(EXERCISE DETAILS) Copy, from the entries below, each line in which the string "Some" appears.

(PROVIDED INFORMATION)

*** Block opens ***

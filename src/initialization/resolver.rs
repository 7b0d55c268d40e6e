//! DNS resolver initialization.
//!
//! Builds the hickory resolver used for CNAME queries, either from the system
//! configuration or from a user-supplied nameserver list.

use std::net::{IpAddr, SocketAddr};
use std::path::Path;
use std::sync::Arc;
use std::time::Duration;

use hickory_resolver::config::{NameServerConfigGroup, ResolverConfig, ResolverOpts};
use hickory_resolver::TokioAsyncResolver;
use log::{debug, info, warn};

use crate::config::{DNS_ATTEMPTS, DNS_PORT};
use crate::error_handling::InitializationError;
use crate::input::read_lines;

/// Parses a nameserver entry written as a bare IP or as `IP:port`.
///
/// Returns `None` for anything else (hostnames are resolved separately).
pub fn parse_nameserver(entry: &str) -> Option<SocketAddr> {
    if let Ok(ip) = entry.parse::<IpAddr>() {
        return Some(SocketAddr::new(ip, DNS_PORT));
    }
    entry.parse::<SocketAddr>().ok()
}

/// Reads a resolver list file into nameserver socket addresses.
///
/// Each line is an IP, an `IP:port` pair, or a hostname. Hostnames are looked
/// up once through the system resolver; entries that do not resolve are
/// skipped with a warning.
///
/// # Errors
///
/// Returns `InitializationError::ResolverFileError` if the file cannot be read
/// and `InitializationError::NoNameserversError` if no entry is usable.
pub async fn load_nameservers(path: &Path) -> Result<Vec<SocketAddr>, InitializationError> {
    let entries = read_lines(path)
        .await
        .map_err(|source| InitializationError::ResolverFileError {
            path: path.display().to_string(),
            source,
        })?;

    let mut nameservers = Vec::new();
    for entry in &entries {
        if let Some(addr) = parse_nameserver(entry) {
            nameservers.push(addr);
            continue;
        }
        match tokio::net::lookup_host((entry.as_str(), DNS_PORT)).await {
            Ok(addrs) => {
                let before = nameservers.len();
                nameservers.extend(addrs);
                debug!(
                    "Nameserver {entry} resolved to {} address(es)",
                    nameservers.len() - before
                );
            }
            Err(e) => warn!("Skipping nameserver {entry}: {e}"),
        }
    }

    if nameservers.is_empty() {
        return Err(InitializationError::NoNameserversError(
            path.display().to_string(),
        ));
    }
    Ok(nameservers)
}

fn apply_timeouts(opts: &mut ResolverOpts, timeout_secs: u64) {
    opts.timeout = Duration::from_secs(timeout_secs);
    opts.attempts = DNS_ATTEMPTS;
    opts.ndots = 0;
}

/// Builds a resolver that sends every query to `nameservers` (UDP with TCP fallback).
pub fn resolver_for_nameservers(
    nameservers: &[SocketAddr],
    timeout_secs: u64,
) -> Arc<TokioAsyncResolver> {
    let mut group = NameServerConfigGroup::new();
    for addr in nameservers {
        group.merge(NameServerConfigGroup::from_ips_clear(
            &[addr.ip()],
            addr.port(),
            true,
        ));
    }
    let config = ResolverConfig::from_parts(None, Vec::new(), group);

    let mut opts = ResolverOpts::default();
    apply_timeouts(&mut opts, timeout_secs);
    Arc::new(TokioAsyncResolver::tokio(config, opts))
}

/// Builds a resolver from the system configuration (`/etc/resolv.conf`).
///
/// Only the nameservers are taken over; the local domain and search list are
/// dropped. Falls back to hickory's default upstreams when the system
/// configuration cannot be read.
pub fn system_resolver(timeout_secs: u64) -> Arc<TokioAsyncResolver> {
    let (config, mut opts) = match hickory_resolver::system_conf::read_system_conf() {
        Ok((system, opts)) => {
            let nameservers = NameServerConfigGroup::from(system.name_servers().to_vec());
            (ResolverConfig::from_parts(None, Vec::new(), nameservers), opts)
        }
        Err(e) => {
            warn!("Failed to read system DNS configuration ({e}); using default upstreams");
            (ResolverConfig::default(), ResolverOpts::default())
        }
    };
    apply_timeouts(&mut opts, timeout_secs);
    Arc::new(TokioAsyncResolver::tokio(config, opts))
}

/// Initializes the DNS resolver for CNAME lookups.
///
/// When `resolvers` is given, its nameservers override the system defaults for
/// every query in the run.
///
/// # Errors
///
/// Returns an `InitializationError` if the resolver file is unreadable or empty.
pub async fn init_resolver(
    resolvers: Option<&Path>,
    timeout_secs: u64,
) -> Result<Arc<TokioAsyncResolver>, InitializationError> {
    match resolvers {
        Some(path) => {
            let nameservers = load_nameservers(path).await?;
            info!(
                "Using {} nameserver(s) from {}",
                nameservers.len(),
                path.display()
            );
            Ok(resolver_for_nameservers(&nameservers, timeout_secs))
        }
        None => Ok(system_resolver(timeout_secs)),
    }
}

*** Block closes ***

(TASK OUTPUT)
        return Some(SocketAddr::new(ip, DNS_PORT));
        if let Some(addr) = parse_nameserver(entry) {
        Some(path) => {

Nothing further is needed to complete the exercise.